- **Work to be completed**
Would you copy each line of the records that includes the word "display"?

- **Dataset content**
——

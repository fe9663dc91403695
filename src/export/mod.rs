pub mod writer;

use crate::error::{AuctionBuilderError, Result};
use auction_builder_common::{
    build_macro_lines, button_count, is_excluded, AuctionItem, HotkeySlot, MacroFile,
};
use std::path::Path;

#[derive(Debug, Clone, Copy, Default)]
pub struct ExportOptions {
    /// ファイルを書き換えずに結果だけ返す
    pub dry_run: bool,
}

/// エクスポート結果
#[derive(Debug, Clone, Default)]
pub struct ExportSummary {
    pub exported: usize,
    /// 除外された行の名前（除外リストへの追加候補）
    pub excluded_names: Vec<String>,
    pub buttons: usize,
    pub first_button: u32,
    pub last_button: u32,
    /// 削除した既存行の数
    pub replaced_lines: usize,
    /// 追加したマクロ行
    pub lines: Vec<String>,
}

/// 設定の除外リストに該当する行を除外扱いにし、新たに除外した件数を返す
pub fn apply_config_exclusions(items: &mut [AuctionItem], exclusions: &[String]) -> usize {
    let mut marked = 0;
    for item in items.iter_mut().filter(|i| !i.excluded) {
        if is_excluded(&item.name, exclusions) {
            item.excluded = true;
            marked += 1;
        }
    }
    marked
}

/// 除外されていない行をマクロ化（ファイルには触れない）
pub fn preview_macros(items: &[AuctionItem], slot: &HotkeySlot) -> Result<Vec<String>> {
    let included: Vec<AuctionItem> = items.iter().filter(|i| !i.excluded).cloned().collect();
    if included.is_empty() {
        return Err(AuctionBuilderError::NoData);
    }
    Ok(build_macro_lines(&included, slot)?)
}

/// キャラクターiniへオークションマクロを書き込む
///
/// 以前に生成したマクロ行と、今回のボタン範囲にある行を取り除いてから
/// 新しい行をファイル末尾に追加する。
pub fn export_macros(
    items: &[AuctionItem],
    ini_path: &Path,
    slot: &HotkeySlot,
    options: &ExportOptions,
) -> Result<ExportSummary> {
    if !ini_path.exists() {
        return Err(AuctionBuilderError::MissingFile(ini_path.display().to_string()));
    }
    if items.is_empty() {
        return Err(AuctionBuilderError::NoData);
    }

    let (included, excluded): (Vec<AuctionItem>, Vec<AuctionItem>) =
        items.iter().cloned().partition(|i| !i.excluded);
    if included.is_empty() {
        return Err(AuctionBuilderError::NoData);
    }

    let buttons = button_count(included.len());
    let last_button = slot.last_button(buttons)?;
    let lines = build_macro_lines(&included, slot)?;

    let content = std::fs::read_to_string(ini_path)?;
    let file = MacroFile::parse(&content, slot, buttons);
    tracing::debug!(
        preserved = file.preserved().len(),
        replaced = file.replaced().len(),
        "ini解析"
    );

    if options.dry_run {
        tracing::info!(path = %ini_path.display(), "dry-run: ファイルは変更しません");
    } else {
        writer::write_atomic(ini_path, &file.render(&lines))?;
    }

    Ok(ExportSummary {
        exported: included.len(),
        excluded_names: excluded.into_iter().map(|i| i.name).collect(),
        buttons,
        first_button: slot.button,
        last_button,
        replaced_lines: file.replaced().len(),
        lines,
    })
}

——

- **Answer to this problem**
        return Err(AuctionBuilderError::MissingFile(ini_path.display().to_string()));
        tracing::info!(path = %ini_path.display(), "dry-run: ファイルは変更しません");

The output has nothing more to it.